Scientists in the 21st century are intensively curious, avid readers, prolific writers, effective communicators and extensive networkers. Most people, students included, would benefit from learning any number of these key skills regardless of their chosen profession. Here is my big list of the science skills that both scientists and non-scientists alike will need to be a successful member of our society.

sciencecommumication

Image credit: CAFNR

Inquiring minds

Scientists are among the most curious people in society. They have to be constantly questioning, investigating and explaining mysteries. Scientists are in charge of covering all of our “what if” and “why does” questions. They have to push conventions, uncover assumptions and think outside the box as a job. It’s not all fifty pages of intense applied calculus as its reputation might lead people to believe.

Gathering information

Once armed with a good question, scientists will then test their ideas with experimentation or research. They are responsible for the reliability of the information that they collect. Any errors in the data could lead to massive misconceptions like the iron in spinach mistake that still misleads people.

Again, what non-scientific individual would not benefit from knowing how to access reliable information to inform their opinions and decisions? It’s important as a global citizen to be able to make informed decisions as consumers and members of a democracy. Many people currently do not inform themselves with accurate information. We’ve seen this in many public debates and problems in forums like the climate change debate where people rely on the information of organisations with agendas to inform them of their best interests. However, society would have a much more positive impact on policy and consumerism if more people took the initiative to gather reliable data before making decisions or forming opinions.

Processing data

By gathering information, scientists often gather excessive amounts of data.

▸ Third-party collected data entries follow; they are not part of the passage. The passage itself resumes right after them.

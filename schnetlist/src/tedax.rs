//! tEDAx netlist backend.
//!
//! Since the tEDAx format creates entities implicitly when they are
//! referenced, packages without a footprint, a value, and connections
//! as well as nets without connections are dropped from the output.
//!
//! tEDAx nomenclature: our net is a tEDAx "network", our package is a
//! tEDAx "component", our pin is a tEDAx "pin".

use std::io::Write;
use super::*;

#[derive(Debug)]
pub enum BackendError {
    Io(std::io::Error),
    /// The format limits lines to 511 characters.
    LineTooLong(usize),
}

impl std::fmt::Display for BackendError {
    fn fmt(&self, f: &mut std::fmt::Formatter) -> std::fmt::Result {
        match self {
            BackendError::Io(e) => write!(f, "{}", e),
            BackendError::LineTooLong(len) => write!(
                f, "output format limits lines to 511 characters \
                    ({} needed)", len),
        }
    }
}

impl From<std::io::Error> for BackendError {
    fn from(e: std::io::Error) -> BackendError {
        BackendError::Io(e)
    }
}

fn escape(s: &str) -> String {
    let mut out = String::with_capacity(s.len());
    for c in s.chars() {
        match c {
            '\\' => out.push_str("\\\\"),
            '\n' => out.push_str("\\n"),
            '\r' => out.push_str("\\r"),
            '\t' => out.push_str("\\t"),
            ' ' => out.push_str("\\ "),
            other => out.push(other),
        }
    }
    out
}

fn wline(f: &mut impl Write, fields: &[&str]) -> Result<(), BackendError> {
    let line = fields.iter()
        .map(|field| escape(field))
        .collect::<Vec<_>>()
        .join(" ");
    if line.len() >= 512 {
        return Err(BackendError::LineTooLong(line.len()))
    }
    writeln!(f, "{}", line)?;
    Ok(())
}

/// Write the netlist in tEDAx netlist block format.
pub fn run(f: &mut impl Write, netlist: &Netlist)
           -> Result<(), BackendError> {
    wline(f, &["tEDAx", "v1"])?;

    // the 4th field is the netlist name; there is no concept of this
    // in the schematic model, so just use 'netlist' here
    wline(f, &["begin", "netlist", "v1", "netlist"])?;

    for &pkg in &netlist.packages {
        let package = &netlist[pkg];

        if let Some(footprint) =
            netlist.package_attribute(pkg, "footprint")
        {
            wline(f, &["footprint", package.refdes.as_str(),
                       footprint.as_str()])?;
        }
        if let Some(value) = netlist.package_attribute(pkg, "value") {
            wline(f, &["value", package.refdes.as_str(),
                       value.as_str()])?;
        }
        if let Some(device) = netlist.package_attribute(pkg, "device") {
            wline(f, &["device", package.refdes.as_str(),
                       device.as_str()])?;
        }

        // attributes preserved as component tags
        for attr_name in ["footprints"] {
            if let Some(attr_value) =
                netlist.package_attribute(pkg, attr_name)
            {
                wline(f, &["comptag", package.refdes.as_str(),
                           attr_name, attr_value.as_str()])?;
            }
        }

        for &ppin in &package.pins {
            let pin = &netlist[ppin];
            if let Some(pinlabel) =
                netlist.package_pin_attribute(ppin, "pinlabel")
            {
                wline(f, &["pinname", package.refdes.as_str(),
                           pin.number.as_str(), pinlabel.as_str()])?;
            }

            // the pinseq= attribute gives the SPICE pin index; a
            // package maps one-to-one to a SPICE device
            if let Some(pinseq) =
                netlist.package_pin_attribute(ppin, "pinseq")
            {
                wline(f, &["pinidx", package.refdes.as_str(),
                           pin.number.as_str(), pinseq.as_str()])?;
            }
        }
    }

    for &net in &netlist.nets {
        let n = &netlist[net];
        for &ppin in &n.connections {
            wline(f, &["conn", n.name.as_str(),
                       netlist[netlist[ppin].package].refdes.as_str(),
                       netlist[ppin].number.as_str()])?;
        }
    }

    wline(f, &["end", "netlist"])?;
    Ok(())
}

#[test]
fn test_escape() {
    assert_eq!(escape("plain"), "plain");
    assert_eq!(escape("a b"), "a\\ b");
    assert_eq!(escape("a\\b"), "a\\\\b");
    assert_eq!(escape("a\tb\nc"), "a\\tb\\nc");
}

A matrix of numbers or bookshelf of highlighted research papers does not communicate much meaningful knowledge even to a scientist. We have to process the data gathered to account for errors and identify patterns before we can be sure of the meaning behind the data.

The ability to sift through information to find the relevant points is a universally beneficial skill. Information gathering can be a bit like a fishing expedition that generates more data than needed to answer your driving question. It’s important to be able to sift out the unrelated information to focus on the data that will help inform your decision or strengthen your argument. Science can teach you!

Communicating

All right, the numbers are crunched, the articles have been categorised, what now? Once the data has been gathered and analysed scientist must determine the most effective way of communicating their findings to their colleagues and the less-scientifically inclined. Scientists communicate in a whole myriad of ways both formal and informal. They write official research papers, articles for magazines and blog posts. Scientists also talk about their findings with colleagues at conferences, at parties, on YouTube and television.

Effective communication is also a universal skill as it is the way that we connect to and relate to others in our society. I think it goes without saying how effective write and aural communication would help people in almost every occupation and their personal lives.

Collaborating

Scientists don’t live in a vacuum. They feed off each other’s ideas, questions and challenges. Scientists are fantastic networkers despite their socially awkward reputation. They catch up at functions and parties to discuss ideas and argue about concepts.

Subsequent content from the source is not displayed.